Extract, from the listing that follows, each line containing the word "BoundingBox".

* Materials provided *
------------------------------

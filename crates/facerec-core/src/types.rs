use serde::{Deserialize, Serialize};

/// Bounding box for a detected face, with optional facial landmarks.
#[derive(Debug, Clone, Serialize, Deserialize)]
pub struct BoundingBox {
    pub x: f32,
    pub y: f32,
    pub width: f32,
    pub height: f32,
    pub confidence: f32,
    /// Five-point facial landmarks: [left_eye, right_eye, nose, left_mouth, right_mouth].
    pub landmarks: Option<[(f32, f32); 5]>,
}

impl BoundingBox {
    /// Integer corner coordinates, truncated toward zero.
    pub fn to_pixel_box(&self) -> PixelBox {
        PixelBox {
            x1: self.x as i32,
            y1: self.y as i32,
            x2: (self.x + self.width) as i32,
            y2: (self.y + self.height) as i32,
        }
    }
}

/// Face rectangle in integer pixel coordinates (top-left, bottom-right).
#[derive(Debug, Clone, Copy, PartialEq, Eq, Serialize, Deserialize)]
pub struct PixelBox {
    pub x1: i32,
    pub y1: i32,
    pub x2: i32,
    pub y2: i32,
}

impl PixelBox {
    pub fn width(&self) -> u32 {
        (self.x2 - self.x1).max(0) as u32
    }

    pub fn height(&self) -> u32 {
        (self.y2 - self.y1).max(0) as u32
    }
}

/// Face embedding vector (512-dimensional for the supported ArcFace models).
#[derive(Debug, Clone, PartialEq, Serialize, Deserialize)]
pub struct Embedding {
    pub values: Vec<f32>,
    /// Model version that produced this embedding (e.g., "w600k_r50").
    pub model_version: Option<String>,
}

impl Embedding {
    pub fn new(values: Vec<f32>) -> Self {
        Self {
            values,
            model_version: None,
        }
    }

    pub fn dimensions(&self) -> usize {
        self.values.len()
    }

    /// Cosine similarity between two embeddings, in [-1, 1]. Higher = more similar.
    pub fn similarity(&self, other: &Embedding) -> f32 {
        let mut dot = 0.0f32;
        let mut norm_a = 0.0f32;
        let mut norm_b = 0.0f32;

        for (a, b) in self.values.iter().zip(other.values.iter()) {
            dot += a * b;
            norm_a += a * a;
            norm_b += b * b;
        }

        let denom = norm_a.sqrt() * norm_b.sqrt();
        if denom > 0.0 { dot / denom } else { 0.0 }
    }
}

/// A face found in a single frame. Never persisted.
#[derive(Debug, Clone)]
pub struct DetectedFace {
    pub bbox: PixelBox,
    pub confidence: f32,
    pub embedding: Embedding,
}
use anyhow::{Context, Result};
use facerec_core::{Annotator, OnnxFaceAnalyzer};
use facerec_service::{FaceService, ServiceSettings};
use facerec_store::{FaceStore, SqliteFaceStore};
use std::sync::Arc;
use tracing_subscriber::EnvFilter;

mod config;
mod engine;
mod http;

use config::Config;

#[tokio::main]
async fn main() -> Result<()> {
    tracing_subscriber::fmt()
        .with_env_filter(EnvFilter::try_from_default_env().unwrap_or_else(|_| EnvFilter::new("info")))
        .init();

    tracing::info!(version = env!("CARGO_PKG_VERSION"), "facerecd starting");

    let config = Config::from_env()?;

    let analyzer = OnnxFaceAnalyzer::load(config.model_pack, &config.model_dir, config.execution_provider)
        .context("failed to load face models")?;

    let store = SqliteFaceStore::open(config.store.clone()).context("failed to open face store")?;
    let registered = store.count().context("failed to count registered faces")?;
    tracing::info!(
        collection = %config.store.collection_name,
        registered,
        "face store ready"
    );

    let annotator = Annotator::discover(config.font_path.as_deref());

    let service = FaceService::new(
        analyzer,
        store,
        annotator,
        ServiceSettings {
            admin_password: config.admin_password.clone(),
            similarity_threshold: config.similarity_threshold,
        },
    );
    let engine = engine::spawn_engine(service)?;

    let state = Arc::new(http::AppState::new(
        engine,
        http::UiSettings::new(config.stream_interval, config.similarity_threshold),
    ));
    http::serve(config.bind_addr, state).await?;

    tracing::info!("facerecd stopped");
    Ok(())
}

------------------------------

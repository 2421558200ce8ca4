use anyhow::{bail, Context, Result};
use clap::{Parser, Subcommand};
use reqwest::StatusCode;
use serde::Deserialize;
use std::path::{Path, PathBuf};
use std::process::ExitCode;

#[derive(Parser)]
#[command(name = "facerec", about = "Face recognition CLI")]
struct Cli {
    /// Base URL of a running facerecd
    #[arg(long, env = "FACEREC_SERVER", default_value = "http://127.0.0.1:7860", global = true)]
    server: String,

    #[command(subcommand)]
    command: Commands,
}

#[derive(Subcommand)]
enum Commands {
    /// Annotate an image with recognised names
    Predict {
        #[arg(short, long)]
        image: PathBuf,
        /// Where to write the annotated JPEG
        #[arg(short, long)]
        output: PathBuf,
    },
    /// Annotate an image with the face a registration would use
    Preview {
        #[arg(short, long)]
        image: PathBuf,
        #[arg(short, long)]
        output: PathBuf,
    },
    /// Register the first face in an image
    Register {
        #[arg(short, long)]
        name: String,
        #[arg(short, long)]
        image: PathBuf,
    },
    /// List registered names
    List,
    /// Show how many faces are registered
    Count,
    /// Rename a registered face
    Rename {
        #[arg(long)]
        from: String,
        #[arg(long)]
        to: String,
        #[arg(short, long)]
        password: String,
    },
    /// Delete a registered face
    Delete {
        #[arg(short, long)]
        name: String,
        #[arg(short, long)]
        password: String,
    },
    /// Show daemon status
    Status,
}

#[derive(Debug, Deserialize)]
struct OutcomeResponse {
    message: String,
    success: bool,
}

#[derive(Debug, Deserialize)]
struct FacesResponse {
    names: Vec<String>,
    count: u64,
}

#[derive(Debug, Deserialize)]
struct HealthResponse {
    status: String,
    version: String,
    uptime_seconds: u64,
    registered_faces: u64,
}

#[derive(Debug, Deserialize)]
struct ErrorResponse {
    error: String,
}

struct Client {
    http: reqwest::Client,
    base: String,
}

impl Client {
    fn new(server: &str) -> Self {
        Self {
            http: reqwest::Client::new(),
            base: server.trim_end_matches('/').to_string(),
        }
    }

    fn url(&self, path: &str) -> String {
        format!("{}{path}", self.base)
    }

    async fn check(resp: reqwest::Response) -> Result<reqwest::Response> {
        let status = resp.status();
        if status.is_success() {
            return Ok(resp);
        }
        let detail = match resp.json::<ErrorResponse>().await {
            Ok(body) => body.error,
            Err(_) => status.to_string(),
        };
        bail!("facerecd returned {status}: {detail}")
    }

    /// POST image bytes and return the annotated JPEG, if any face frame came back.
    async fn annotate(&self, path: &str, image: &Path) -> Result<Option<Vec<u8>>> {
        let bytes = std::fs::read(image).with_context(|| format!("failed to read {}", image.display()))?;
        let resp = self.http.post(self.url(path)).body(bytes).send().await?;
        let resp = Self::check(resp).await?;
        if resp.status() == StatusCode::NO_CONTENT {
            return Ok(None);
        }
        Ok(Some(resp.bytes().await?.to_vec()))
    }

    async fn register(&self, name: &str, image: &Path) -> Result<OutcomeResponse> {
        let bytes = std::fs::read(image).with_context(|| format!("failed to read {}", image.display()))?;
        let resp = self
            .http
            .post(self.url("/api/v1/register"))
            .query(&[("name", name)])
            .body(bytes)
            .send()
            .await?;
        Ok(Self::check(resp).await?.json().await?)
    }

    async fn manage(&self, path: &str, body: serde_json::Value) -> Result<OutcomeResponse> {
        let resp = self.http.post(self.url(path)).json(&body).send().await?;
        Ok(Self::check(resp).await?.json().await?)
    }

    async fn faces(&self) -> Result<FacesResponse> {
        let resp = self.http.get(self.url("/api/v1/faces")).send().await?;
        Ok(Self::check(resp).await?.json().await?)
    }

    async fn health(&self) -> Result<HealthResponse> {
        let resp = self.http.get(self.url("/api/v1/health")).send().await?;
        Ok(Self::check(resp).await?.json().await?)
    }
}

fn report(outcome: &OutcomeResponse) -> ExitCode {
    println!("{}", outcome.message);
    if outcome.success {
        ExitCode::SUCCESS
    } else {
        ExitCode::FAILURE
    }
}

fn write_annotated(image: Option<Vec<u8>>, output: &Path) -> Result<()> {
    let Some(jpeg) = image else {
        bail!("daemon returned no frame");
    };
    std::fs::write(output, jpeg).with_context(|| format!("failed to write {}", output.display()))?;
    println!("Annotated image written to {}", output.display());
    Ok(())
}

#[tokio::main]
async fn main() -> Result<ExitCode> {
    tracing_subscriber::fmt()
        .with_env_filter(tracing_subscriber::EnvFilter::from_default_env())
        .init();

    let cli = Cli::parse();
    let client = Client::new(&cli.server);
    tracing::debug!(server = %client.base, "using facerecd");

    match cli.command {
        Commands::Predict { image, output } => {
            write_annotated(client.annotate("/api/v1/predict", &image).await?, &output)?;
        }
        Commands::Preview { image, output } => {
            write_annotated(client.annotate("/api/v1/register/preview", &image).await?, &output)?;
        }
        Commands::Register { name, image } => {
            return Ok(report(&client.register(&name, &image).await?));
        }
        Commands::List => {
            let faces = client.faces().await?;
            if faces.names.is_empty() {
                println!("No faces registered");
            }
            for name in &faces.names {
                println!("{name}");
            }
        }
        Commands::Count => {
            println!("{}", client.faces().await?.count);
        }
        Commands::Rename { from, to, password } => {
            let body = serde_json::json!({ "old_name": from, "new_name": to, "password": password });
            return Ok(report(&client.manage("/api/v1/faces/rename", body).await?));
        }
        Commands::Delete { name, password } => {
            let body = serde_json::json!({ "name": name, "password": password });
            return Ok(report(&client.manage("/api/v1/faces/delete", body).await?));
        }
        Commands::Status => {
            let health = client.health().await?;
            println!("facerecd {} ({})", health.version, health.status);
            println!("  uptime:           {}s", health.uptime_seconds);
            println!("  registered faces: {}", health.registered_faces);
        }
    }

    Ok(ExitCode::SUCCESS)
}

------------------------------

* Exercise answer *
pub struct BoundingBox {
impl BoundingBox {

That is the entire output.